- [TASK BRIEF] Retype the material exactly, ending with the line containing "pub const SUGGESTED_PROMPTS: &[&str]".

Start of SOURCE MATERIAL

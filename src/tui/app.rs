// app state for the tui

use crate::core::{Message, Transcript};
use crate::tui::theme::{Theme, ThemeKind, detect_theme};
use std::time::Instant;

/// First transcript entry; takes part in history like any assistant turn.
pub const GREETING: &str =
    "Hi! I'm AIdvice, ready to offer supportive perspectives. How can I help you today?";

/// Canned openers. A selection is submitted exactly as if it were typed.
pub const SUGGESTED_PROMPTS: &[&str] = &[
    "How can I stay motivated?",
    "What are some tips for managing stress?",
    "I need a new perspective on dealing with procrastination.",
];

#[derive(Debug, Clone, Copy, PartialEq, Eq)]
pub enum Panel {
    Chat,
    Input,
    Logs,
}

#[derive(Debug, Clone, Copy, PartialEq, Eq)]
pub enum Mode {
    Normal,
    Insert,
}

#[derive(Debug, Clone, Copy, PartialEq, Eq)]
pub enum Popup {
    None,
    Acknowledge,
    Suggest,
    Themes,
}

#[derive(Debug, Clone, Copy, PartialEq, Eq)]
pub enum LogLevel {
    Ok,
    Info,
    Warn,
    Error,
}

#[derive(Debug, Clone)]
pub struct LogEntry {
    pub level: LogLevel,
    pub message: String,
}

pub struct App {
    pub running: bool,
    pub mode: Mode,
    pub panel: Panel,
    pub popup: Popup,
    pub fullscreen: bool,
    pub theme_kind: ThemeKind,
    pub theme: Theme,

    // the one-time gate before any chat is allowed
    pub acknowledged: bool,

    // model shown in the header
    pub model: String,

    // conversation state, append-only for the session
    pub transcript: Transcript,

    // prompt input (multi-line)
    pub prompt: String,
    pub prompt_cursor: usize,

    // logs
    pub logs: Vec<LogEntry>,

    // turn state
    pub loading: bool,
    pub latency_ms: Option<u64>,
    pub turn_start: Option<Instant>,

    // scroll
    pub chat_scroll: usize,
    pub chat_follow: bool,
    pub log_scroll: usize,
    pub theme_scroll: usize,
    pub suggest_index: usize,

    // input history
    pub history: Vec<String>,
    pub history_index: Option<usize>,
}

impl App {
    pub fn new(model: String) -> Self {
        let theme_kind = detect_theme();

        let mut transcript = Transcript::new();
        transcript.push(Message::assistant(GREETING));

        let mut app = Self {
            running: true,
            mode: Mode::Normal,
            panel: Panel::Input,
            popup: Popup::Acknowledge,
            fullscreen: false,
            theme_kind,
            theme: Theme::from_kind(theme_kind),
            acknowledged: false,
            model,
            transcript,
            prompt: String::new(),
            prompt_cursor: 0,
            logs: Vec::new(),
            loading: false,
            latency_ms: None,
            turn_start: None,
            chat_scroll: 0,
            chat_follow: true,
            log_scroll: 0,
            theme_scroll: theme_kind.index(),
            suggest_index: 0,
            history: Vec::new(),
            history_index: None,
        };

        app.log(LogLevel::Info, "waiting for acknowledgement".to_string());
        app
    }

    pub fn acknowledge(&mut self) {
        self.acknowledged = true;
        self.popup = Popup::None;
        self.log(LogLevel::Ok, "disclaimer accepted, ready to chat".to_string());
    }

    pub fn log(&mut self, level: LogLevel, message: String) {
        self.logs.push(LogEntry { level, message });
        // auto-scroll to bottom
        if self.logs.len() > 1 {
            self.log_scroll = self.logs.len().saturating_sub(8);
        }
    }

    // transcript appends - the only way conversation state changes
    pub fn push_user(&mut self, content: &str) {
        self.transcript.push(Message::user(content));
        self.chat_follow = true;
    }

    pub fn push_reply(&mut self, content: String) {
        if let Some(start) = self.turn_start.take() {
            self.latency_ms = Some(start.elapsed().as_millis() as u64);
        }
        self.transcript.push(Message::assistant(content));
        self.loading = false;
        self.chat_follow = true;
        self.log(
            LogLevel::Ok,
            format!("reply received ({}ms)", self.latency_ms.unwrap_or(0)),
        );
    }

    pub fn last_reply(&self) -> Option<String> {
        self.transcript
            .messages()
            .iter()
            .rev()
            .find(|m| m.role == crate::core::Role::Assistant)
            .map(|m| m.content.clone())
    }

    /// Plain-text rendering of the conversation, for export.
    pub fn export_transcript(&self) -> Option<String> {
        if self.transcript.is_empty() {
            return None;
        }

        let mut out = String::from("aidvice conversation\n\n");
        for message in self.transcript.messages() {
            let speaker = match message.role {
                crate::core::Role::Assistant => "aidvice",
                _ => "you",
            };
            out.push_str(speaker);
            out.push_str(": ");
            out.push_str(&message.content);
            out.push_str("\n\n");
        }
        Some(out)
    }

    // themes
    pub fn set_theme(&mut self, kind: ThemeKind) {
        self.theme_kind = kind;
        self.theme = Theme::from_kind(kind);
        self.theme_scroll = kind.index();
    }

    pub fn open_theme_popup(&mut self) {
        self.popup = Popup::Themes;
        self.theme_scroll = self.theme_kind.index();
    }

    pub fn close_popup(&mut self) {
        self.popup = Popup::None;
    }

    pub fn theme_scroll_up(&mut self) {
        if self.theme_scroll > 0 {
            self.theme_scroll -= 1;
            self.set_theme(ThemeKind::ALL[self.theme_scroll]);
        }
    }

    pub fn theme_scroll_down(&mut self) {
        if self.theme_scroll < ThemeKind::ALL.len() - 1 {
            self.theme_scroll += 1;
            self.set_theme(ThemeKind::ALL[self.theme_scroll]);
        }
    }

    pub fn select_theme(&mut self) {
        self.set_theme(ThemeKind::ALL[self.theme_scroll]);
        self.close_popup();
    }

    // suggested prompts
    pub fn open_suggest_popup(&mut self) {
        self.popup = Popup::Suggest;
        self.suggest_index = 0;
    }

    pub fn suggest_up(&mut self) {
        self.suggest_index = self.suggest_index.saturating_sub(1);
    }

    pub fn suggest_down(&mut self) {
        if self.suggest_index < SUGGESTED_PROMPTS.len() - 1 {
            self.suggest_index += 1;
        }
    }

    pub fn select_suggestion(&mut self) -> Option<String> {
        let prompt = SUGGESTED_PROMPTS.get(self.suggest_index)?.to_string();
        self.popup = Popup::None;
        self.history.push(prompt.clone());
        self.history_index = None;
        self.turn_start = Some(Instant::now());
        Some(prompt)
    }

    pub fn cycle_panel(&mut self) {
        self.panel = match self.panel {
            Panel::Chat => Panel::Input,
            Panel::Input => Panel::Logs,
            Panel::Logs => Panel::Chat,
        };
    }

    pub fn toggle_fullscreen(&mut self) {
        self.fullscreen = !self.fullscreen;
    }

    pub fn enter_insert(&mut self) {
        self.mode = Mode::Insert;
        self.panel = Panel::Input;
    }

    pub fn exit_insert(&mut self) {
        self.mode = Mode::Normal;
    }

    // prompt editing
    pub fn insert_char(&mut self, c: char) {
        self.prompt.insert(self.prompt_cursor, c);
        self.prompt_cursor += 1;
    }

    pub fn insert_newline(&mut self) {
        self.prompt.insert(self.prompt_cursor, '\n');
        self.prompt_cursor += 1;
    }

    pub fn delete_char(&mut self) {
        if self.prompt_cursor > 0 {
            self.prompt_cursor -= 1;
            self.prompt.remove(self.prompt_cursor);
        }
    }

    pub fn delete_char_forward(&mut self) {
        if self.prompt_cursor < self.prompt.len() {
            self.prompt.remove(self.prompt_cursor);
        }
    }

    pub fn move_cursor_left(&mut self) {
        self.prompt_cursor = self.prompt_cursor.saturating_sub(1);
    }

    pub fn move_cursor_right(&mut self) {
        if self.prompt_cursor < self.prompt.len() {
            self.prompt_cursor += 1;
        }
    }

    pub fn move_cursor_start(&mut self) {
        self.prompt_cursor = 0;
    }

    pub fn move_cursor_end(&mut self) {
        self.prompt_cursor = self.prompt.len();
    }

    pub fn clear_prompt(&mut self) {
        self.prompt.clear();
        self.prompt_cursor = 0;
    }

    // input history navigation
    pub fn history_up(&mut self) {
        if self.history.is_empty() {
            return;
        }
        match self.history_index {
            None => {
                self.history_index = Some(self.history.len() - 1);
            }
            Some(i) if i > 0 => {
                self.history_index = Some(i - 1);
            }
            _ => {}
        }
        if let Some(i) = self.history_index {
            self.prompt = self.history[i].clone();
            self.prompt_cursor = self.prompt.len();
        }
    }

    pub fn history_down(&mut self) {
        match self.history_index {
            Some(i) if i < self.history.len() - 1 => {
                self.history_index = Some(i + 1);
                self.prompt = self.history[i + 1].clone();
                self.prompt_cursor = self.prompt.len();
            }
            Some(_) => {
                self.history_index = None;
                self.clear_prompt();
            }
            None => {}
        }
    }

    pub fn submit(&mut self) -> Option<String> {
        if !self.acknowledged || self.loading {
            return None;
        }
        if self.prompt.trim().is_empty() {
            return None;
        }
        let message = self.prompt.clone();
        self.history.push(message.clone());
        self.history_index = None;
        self.clear_prompt();
        self.turn_start = Some(Instant::now());
        Some(message)
    }

    pub fn scroll_up(&mut self) {
        match self.panel {
            Panel::Chat => {
                self.chat_follow = false;
                self.chat_scroll = self.chat_scroll.saturating_sub(1);
            }
            Panel::Logs => self.log_scroll = self.log_scroll.saturating_sub(1),
            Panel::Input => {}
        }
    }

    pub fn scroll_down(&mut self) {
        match self.panel {
            Panel::Chat => {
                self.chat_follow = false;
                self.chat_scroll += 1;
            }
            Panel::Logs => self.log_scroll += 1,
            Panel::Input => {}
        }
    }

    pub fn jump_to_latest(&mut self) {
        self.chat_follow = true;
    }
}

End of SOURCE MATERIAL

- [THE COMPLETED TASK]
filename src/tui/app.rs
// app state for the tui

use crate::core::{Message, Transcript};
use crate::tui::theme::{Theme, ThemeKind, detect_theme};
use std::time::Instant;

/// First transcript entry; takes part in history like any assistant turn.
pub const GREETING: &str =
    "Hi! I'm AIdvice, ready to offer supportive perspectives. How can I help you today?";

/// Canned openers. A selection is submitted exactly as if it were typed.
pub const SUGGESTED_PROMPTS: &[&str] = &[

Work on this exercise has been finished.